All the money in the world avait tout pour rouler tranquille sur les rails du film à oscars, rafler quelques statuettes ici et là et se ranger discrètement sur les étagères de la mémoire collective pour se faire oublier lentement mais surement. C'était sans compter sur la tempête de caca qui s'abattit sur lui, à un mois de la sortie en salles et qui a remis en cause pas mal de choses : Pour commencer, un scandale sexuel retentissant impliquant la tête d'affiche du film, Kevin Spacey qui se suivra de la décision très controversée de supprimer purement et simplement l'acteur du film en commandant en urgence des reshoots et un recast immédiat en la personne de Christopher Plummer (plus quelques incrustations numériques par ci par là). Du coup, c'est toute la campagne marketing du film qui est à revoir, puisque celle-ci était centrée sur Spacey.

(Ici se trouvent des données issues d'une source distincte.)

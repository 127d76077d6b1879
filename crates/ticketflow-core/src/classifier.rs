//! Classification collaborator: assigns a ticket its remediation category.

use async_trait::async_trait;
use incident_store::Priority;
use thiserror::Error;
use tracing::debug;

use crate::domain::{
    ActionKind, ClassificationResult, ClassificationSource, MiddlewareType, RiskLevel, Ticket,
};

/// Errors raised by a classification collaborator.
#[derive(Error, Debug)]
pub enum ClassifyError {
    /// The underlying decision source could not be reached.
    #[error("classification decision source unavailable: {0}")]
    SourceUnavailable(String),

    /// The decision source returned something that fails structural
    /// validation.
    #[error("classification produced an invalid result: {0}")]
    InvalidResult(String),
}

/// Classification collaborator interface.
///
/// Implementations must be deterministic: the same ticket content yields the
/// same category, so the audit trail stays reproducible. A degraded path is
/// permitted but must mark its results with
/// [`ClassificationSource::Fallback`].
#[async_trait]
pub trait Classifier: Send + Sync {
    async fn classify(&self, ticket: &Ticket) -> Result<ClassificationResult, ClassifyError>;
}

/// Deterministic keyword-rule classifier.
///
/// Scans the ticket description for middleware and action keywords. When no
/// middleware keyword matches, it falls back to subcategory-derived defaults
/// and marks the result as fallback-sourced.
#[derive(Debug, Default)]
pub struct RuleClassifier;

impl RuleClassifier {
    pub fn new() -> Self {
        Self
    }

    fn risk_level(ticket: &Ticket) -> RiskLevel {
        let production = ticket.environment.eq_ignore_ascii_case("production");
        match (ticket.priority, production) {
            (Priority::High, _) | (_, true) => RiskLevel::High,
            (Priority::Medium, false) => RiskLevel::Medium,
            (Priority::Low, false) => RiskLevel::Low,
        }
    }

    fn action_for(description: &str) -> ActionKind {
        if description.contains("upgrade") {
            ActionKind::Upgrade
        } else {
            ActionKind::Install
        }
    }

    fn playbook_for(middleware: MiddlewareType, action: ActionKind) -> String {
        format!("{middleware}_{action}.yml")
    }

    fn estimated_duration(action: ActionKind) -> &'static str {
        match action {
            ActionKind::Install => "30min",
            ActionKind::Upgrade => "45min",
        }
    }
}

#[async_trait]
impl Classifier for RuleClassifier {
    async fn classify(&self, ticket: &Ticket) -> Result<ClassificationResult, ClassifyError> {
        let description = ticket.description.to_lowercase();

        let (middleware_type, source) = if description.contains("apache") {
            (MiddlewareType::Apache, ClassificationSource::Rules)
        } else if description.contains("tomcat") {
            (MiddlewareType::Tomcat, ClassificationSource::Rules)
        } else {
            // No middleware keyword in the description: fall back to the
            // subcategory and keep the degraded path visible in the result.
            let subcategory = ticket.subcategory.to_lowercase();
            let middleware = if subcategory.contains("application") {
                MiddlewareType::Tomcat
            } else {
                MiddlewareType::Apache
            };
            (middleware, ClassificationSource::Fallback)
        };

        let action = Self::action_for(&description);
        let result = ClassificationResult {
            middleware_type,
            action,
            target_environment: ticket.environment.to_lowercase(),
            risk_level: Self::risk_level(ticket),
            playbook: Self::playbook_for(middleware_type, action),
            estimated_duration: Self::estimated_duration(action).to_string(),
            source,
        };

        debug!(
            ticket_id = %ticket.ticket_id,
            middleware = %result.middleware_type,
            action = %result.action,
            source = ?result.source,
            "ticket classified"
        );
        Ok(result)
    }
}
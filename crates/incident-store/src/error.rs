//! Error types for incident-store

use thiserror::Error;

/// Result type for storage operations
pub type StoreResult<T> = std::result::Result<T, StoreError>;

/// Errors that can occur in the incident persistence layer
#[derive(Error, Debug)]
pub enum StoreError {
    /// A ticket with this identifier already has an incident row
    #[error("incident already exists for ticket: {ticket_id}")]
    DuplicateTicket { ticket_id: String },

    /// An update targeted a ticket with no incident row
    #[error("incident not found for ticket: {ticket_id}")]
    TicketNotFound { ticket_id: String },

    /// The backing storage could not be reached
    #[error("store unavailable: {0}")]
    Unavailable(String),

    /// The backend rejected or failed a query
    #[error("store backend error: {0}")]
    Backend(String),

    /// A persisted payload could not be encoded or decoded
    #[error("serialization failed: {0}")]
    Serialization(String),
}

impl From<surrealdb::Error> for StoreError {
    fn from(err: surrealdb::Error) -> Self {
        StoreError::Backend(err.to_string())
    }
}

impl From<serde_json::Error> for StoreError {
    fn from(err: serde_json::Error) -> Self {
        StoreError::Serialization(err.to_string())
    }
}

Et au budget d'exploser dans l'allégresse et la bonne humeur et de la presse de s'en faire les choux gras : Il s'avère en effet que l'autre star masculine du film Mark Whalberg a perçu un montant substantiel rien que pour les tournages additionnels alors que sa co-star Michelle Williams l'a fait pour des prunes ($1.5 million de dollars contre ... 80 dollars pour Williams). Ca tombe d'autant plus mal qu'Hollywood est en plein ouragan pour faire valoir l'égalité (salariale entre autres) hommes-femmes. La production arguera des clauses précises dans les contrats des acteurs (Williams est engagée contractuellement pour des reshoots alors que Whalberg ne l'était pas). L'acteur fera preuve de bonne foi (moué) en faisant don de son salaire additionnel au profit de l'association Time's Up Movemement (créée justement en réaction des scandales sexuels impliquant des pontes d'Hollywood) et ce, au nom de Michelle Williams. Le film peut ainsi sortir en paix, même si les attentes sont largement revues à la baisse.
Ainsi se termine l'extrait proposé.